4. A 1553 bus network product according to claim 3, wherein said BC data transceiver module comprises a second transmission module comprising a second command status FIFO, a second data FIFO, a second transmission control interface, a second bus channel status, and a second manchester encoder, the data transmission flow being as follows:

1) The BC message control module sends the data to be continuously sent into a second command state FIFO;

2) The BC message control module sends the number of the words to be continuously sent to the second data FIFO;

3) The second sending control interface checks whether the second data FIFO is empty or not, checks whether a channel in the second bus channel state is empty or not, and if the second data FIFO is not empty and the channel state is empty, reads the number N of the continuous sent data packets from the second data FIFO;

4) The second transmission control interface controls the second Manchester encoder to transmit the data in the second command state FIFO and the N words in the second data FIFO to the data record input channel of the dual FIFO structure.

5. A 1553 bus network product according to claim 3, wherein the BC data transceiver module comprises a second receiving module comprising a second receiving control interface, a second control signal receiver, a second received data FIFO, a second received data count FIFO, and a second receiving window control module, the data receiving process comprising:

1) The second receiving control interface detects the receiving signals RxD+ and RxD-, the second control signal receiver receives data under a receiving window and stores the data into a second receiving data FIFO, and the second receiving window control module is controlled to be opened and closed by the second control signal receiver according to the synchronous head and the baud rate in the receiving signals;

2) The second receiving control interface stores the received data number of one message into a second receiving data number FIFO;

3) The BC message control module reads the data in the second received data FIFO through the new data identifier in the second received data number FIFO.

6. A 1553 bus network product according to claim 1 wherein the BM module comprises a BM control module, a BM data FIFO comprised of an RT data record FIFO and an RT control FIFO, an error status data FIFO comprised of a BC data record FIFO and a BC control FIFO;

the RT data record FIFO is used for storing the datagrams uploaded by the RT module;

the RT control FIFO is used for storing the control information uploaded by the RT module;

the BC data record FIFO is used for storing datagrams uploaded by the BC module;

the BC control FIFO is used for storing control information uploaded by the BC module;

the BM control module polls each data record input channel of the BM data FIFO and the error state data FIFO, when data records exist, takes out a corresponding datagram and control information from the RT data record FIFO and the RT control FIFO or the BC data record FIFO and the BC control FIFO, packages the datagram and the control information, stores the datagram and the control information into a data buffer area, and takes out the data record from the data buffer area according to an instruction of 1553 bus network protocol software and uploads the data record to the 1553 bus network protocol software.

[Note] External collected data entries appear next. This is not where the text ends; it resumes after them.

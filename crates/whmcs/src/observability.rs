//! Centralized structured logging for remote calls
//!
//! Every remote procedure call is logged through this layer. Only the action
//! name, provider and parameter count are recorded; credentials and parameter
//! values never reach a log line.

use std::time::{Duration, Instant};
use tracing::{debug, info, warn};

/// Remote call metadata for structured logging
#[derive(Debug, Clone)]
pub struct RequestMetadata {
    /// Remote procedure name
    pub action: String,
    /// Provider that carries the call
    pub provider: String,
    /// Number of procedure parameters (credentials excluded)
    pub param_count: usize,
}

impl RequestMetadata {
    /// Create new request metadata
    pub fn new(action: impl Into<String>, provider: impl Into<String>) -> Self {
        Self {
            action: action.into(),
            provider: provider.into(),
            param_count: 0,
        }
    }

    /// Set the parameter count
    pub fn with_param_count(mut self, count: usize) -> Self {
        self.param_count = count;
        self
    }

    /// Log request being sent
    pub fn log_request(&self, timeout: Duration) {
        debug!(
            action = %self.action,
            provider = %self.provider,
            param_count = self.param_count,
            timeout_ms = timeout.as_millis(),
            "Sending remote call"
        );
    }
}

/// Remote call reply metadata for structured logging
#[derive(Debug, Clone)]
pub struct ResponseMetadata {
    /// HTTP status code, if a reply arrived
    pub status: Option<u16>,
    /// Response body size in bytes (optional)
    pub body_size: Option<usize>,
    /// Time elapsed for the request
    pub elapsed: Duration,
}

impl ResponseMetadata {
    /// Create new response metadata
    pub fn new(status: Option<u16>, elapsed: Duration) -> Self {
        Self {
            status,
            body_size: None,
            elapsed,
        }
    }

    /// Set the response body size
    pub fn with_body_size(mut self, size: usize) -> Self {
        self.body_size = Some(size);
        self
    }

    /// Log successful call
    pub fn log_success(&self, request: &RequestMetadata) {
        info!(
            action = %request.action,
            status = self.status,
            elapsed_ms = self.elapsed.as_millis(),
            body_size = self.body_size,
            outcome = "success",
            "Remote call succeeded"
        );
    }

    /// Log failed call
    pub fn log_error(&self, request: &RequestMetadata, error: &str) {
        warn!(
            action = %request.action,
            status = self.status,
            elapsed_ms = self.elapsed.as_millis(),
            error = %error,
            outcome = "error",
            "Remote call failed"
        );
    }
}

/// Timer for measuring request duration
pub struct RequestTimer {
    start: Instant,
}

impl RequestTimer {
    /// Start a new timer
    pub fn start() -> Self {
        Self {
            start: Instant::now(),
        }
    }

    /// Get elapsed duration
    pub fn elapsed(&self) -> Duration {
        self.start.elapsed()
    }
}

/// Log a request rejected before transmission
pub fn log_validation_error(action: &str, reason: &str) {
    debug!(
        action = %action,
        reason = %reason,
        "Request validation failed"
    );
}

/// Log a remote error accepted as an expected business outcome
pub fn log_expected_rejection(action: &str, rejection: &str, message: &str) {
    info!(
        action = %action,
        rejection = %rejection,
        message = %message,
        "Remote call rejected by business rule"
    );
}

#[cfg(test)]
mod tests {
    use super::*;

    #[test]
    fn test_request_metadata_creation() {
        let metadata = RequestMetadata::new("CreateQuote", "whmcs");
        assert_eq!(metadata.action, "CreateQuote");
        assert_eq!(metadata.param_count, 0);
    }

    #[test]
    fn test_request_metadata_with_param_count() {
        let metadata = RequestMetadata::new("CreateQuote", "x").with_param_count(5);
        assert_eq!(metadata.param_count, 5);
    }

    #[test]
    fn test_response_metadata_creation() {
        let metadata = ResponseMetadata::new(Some(200), Duration::from_millis(100));
        assert_eq!(metadata.status, Some(200));
        assert_eq!(metadata.elapsed, Duration::from_millis(100));
        assert_eq!(metadata.body_size, None);
    }

    #[test]
    fn test_response_metadata_with_body_size() {
        let metadata = ResponseMetadata::new(None, Duration::from_millis(1)).with_body_size(2048);
        assert_eq!(metadata.body_size, Some(2048));
    }

    #[test]
    fn test_request_timer() {
        let timer = RequestTimer::start();
        std::thread::sleep(Duration::from_millis(10));
        assert!(timer.elapsed() >= Duration::from_millis(10));
    }

    #[test]
    fn test_logging_does_not_panic_with_subscriber() {
        let subscriber = tracing_subscriber::fmt()
            .with_max_level(tracing::Level::DEBUG)
            .with_test_writer()
            .finish();
        tracing::subscriber::with_default(subscriber, || {
            let request = RequestMetadata::new("GetStats", "x").with_param_count(1);
            request.log_request(Duration::from_secs(30));
            let response = ResponseMetadata::new(Some(200), Duration::from_millis(3));
            response.log_success(&request);
            response.log_error(&request, "boom");
            log_validation_error("GetStats", "empty");
            log_expected_rejection("ApplyCredit", "InsufficientCredit", "Amount exceeds");
        });
    }
}
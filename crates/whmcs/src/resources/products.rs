//! Product catalogue

use super::resource;
use crate::{classify::Outcome, error::Result, types::*};

resource! {
    /// Products API resource.
    Products
}

impl Products {
    /// Create a product in a product group.
    ///
    /// Fails with `You must supply a valid Product Group ID` when the group
    /// does not exist.
    pub async fn add_product(&self, request: &AddProductRequest) -> Result<AddProductResponse> {
        self.client.execute(request).await
    }

    /// [`Products::add_product`], classified.
    pub async fn add_product_classified(
        &self,
        request: &AddProductRequest,
    ) -> Outcome<AddProductResponse> {
        self.client.execute_classified(request).await
    }
}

7. A 1553 bus network product according to claim 1 wherein the bus network protocol software module comprises:

control layer: controlling switching among the RT module, the BC module and the BM module, and mode switching; the modes include BC mode, RT mode, BM mode;

service processing layer: according to the mode set by the control layer, making correspondent mode treatment,

interface adaptation layer: aiming at read-write access processing of different hardware interfaces, the layer packages the different hardware interfaces into different modules respectively;

hardware adaptation layer: the hardware adaptation layer realizes access and operation of the 1553 bus network protocol logic IP core, and adapts to different running hardware platforms.